BEGIN Data provided

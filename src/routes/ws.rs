//! WebSocket handler for sync clients.
//!
//! DESIGN
//! ======
//! On upgrade, generates a client id, registers the connection, and enters a
//! `select!` loop:
//! - Incoming text frames → decode + dispatch by request type
//! - Pushes queued by peers' requests → forward to this client
//!
//! Handler functions are business logic only. They call services and return
//! an `Outcome`; the dispatch layer owns every outbound concern: the reply to
//! the requester (only when it sent a `requestId`) and fan-out to peers.
//!
//! LIFECYCLE
//! =========
//! 1. Upgrade → register → push `connected` with `clientId`
//! 2. Client sends requests → dispatch → handler returns Outcome
//! 3. Dispatch applies Outcome (reply / broadcast / direct push)
//! 4. Close → unregister → release held control and broadcast the releases

#[cfg(test)]
#[path = "ws_test.rs"]
mod tests;

use std::net::SocketAddr;

use axum::extract::ws::{Message, WebSocket, WebSocketUpgrade};
use axum::extract::{ConnectInfo, State};
use axum::response::Response;
use frames::{
    Collection, ControlClaim, ControlRelease, Data, LiveMotion, ProtocolError, Push, RawRequest, Request,
    Welcome,
};
use serde_json::{Value, json};
use tokio::sync::mpsc;
use tracing::{info, warn};

use crate::frame::{ErrorCode, error_reply, failed_reply, flag_reply};
use crate::services::RequestError;
use crate::services::broadcast::{Audience, broadcast, send_to};
use crate::services::control::{self, ClaimOutcome};
use crate::services::document;
use crate::state::{AppState, ConnectedClient, new_client_id};

// =============================================================================
// OUTCOME
// =============================================================================

/// Result returned by handler functions. The dispatch layer uses this to
/// decide who receives what; handlers never send directly.
#[derive(Debug)]
enum Outcome {
    /// Reply to the requester only.
    Reply(Data),
    /// Reply to the requester, push to the audience excluding the requester.
    ReplyAndBroadcast { reply: Data, push: Push, audience: Audience },
    /// Reply to the requester, push to every open connection including it.
    ReplyAndBroadcastAll { reply: Data, push: Push },
    /// Reply to the requester, then queue a push for the requester alone.
    ReplyAndDirect { reply: Data, push: Push },
    /// Reply to the requester, push each entry to its audience, excluding the
    /// requester, in order.
    ReplyAndBroadcastEach { reply: Data, pushes: Vec<(Push, Audience)> },
}

// =============================================================================
// UPGRADE
// =============================================================================

pub async fn handle_ws(
    State(state): State<AppState>,
    ConnectInfo(addr): ConnectInfo<SocketAddr>,
    ws: WebSocketUpgrade,
) -> Response {
    ws.on_upgrade(move |socket| run_ws(socket, state, addr.ip().to_string()))
}

// =============================================================================
// CONNECTION
// =============================================================================

async fn run_ws(mut socket: WebSocket, state: AppState, remote_addr: String) {
    let client_id = new_client_id();

    // Per-connection channel for pushes queued by other connections.
    let (client_tx, mut client_rx) = mpsc::channel::<Push>(state.config.client_channel_capacity);
    state
        .connect(&client_id, ConnectedClient::new(client_tx, Some(remote_addr.clone())))
        .await;

    let welcome = Push::Connected(Welcome { client_id: client_id.clone() });
    if send_push(&mut socket, &welcome).await.is_ok() {
        info!(%client_id, %remote_addr, "ws: client connected");

        loop {
            tokio::select! {
                msg = socket.recv() => {
                    let Some(Ok(msg)) = msg else { break };
                    match msg {
                        Message::Text(text) => {
                            if dispatch_text(&state, &mut socket, &client_id, &text).await.is_err() {
                                break;
                            }
                        }
                        Message::Close(_) => break,
                        _ => {}
                    }
                }
                Some(push) = client_rx.recv() => {
                    if send_push(&mut socket, &push).await.is_err() {
                        break;
                    }
                }
            }
        }
    }

    disconnect(&state, &client_id).await;
    info!(%client_id, "ws: client disconnected");
}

END Data provided

**Aim of the task**
Find all the lines with "Some" in the data and copy them.

**Result below**
        .connect(&client_id, ConnectedClient::new(client_tx, Some(remote_addr.clone())))
                    let Some(Ok(msg)) = msg else { break };
                Some(push) = client_rx.recv() => {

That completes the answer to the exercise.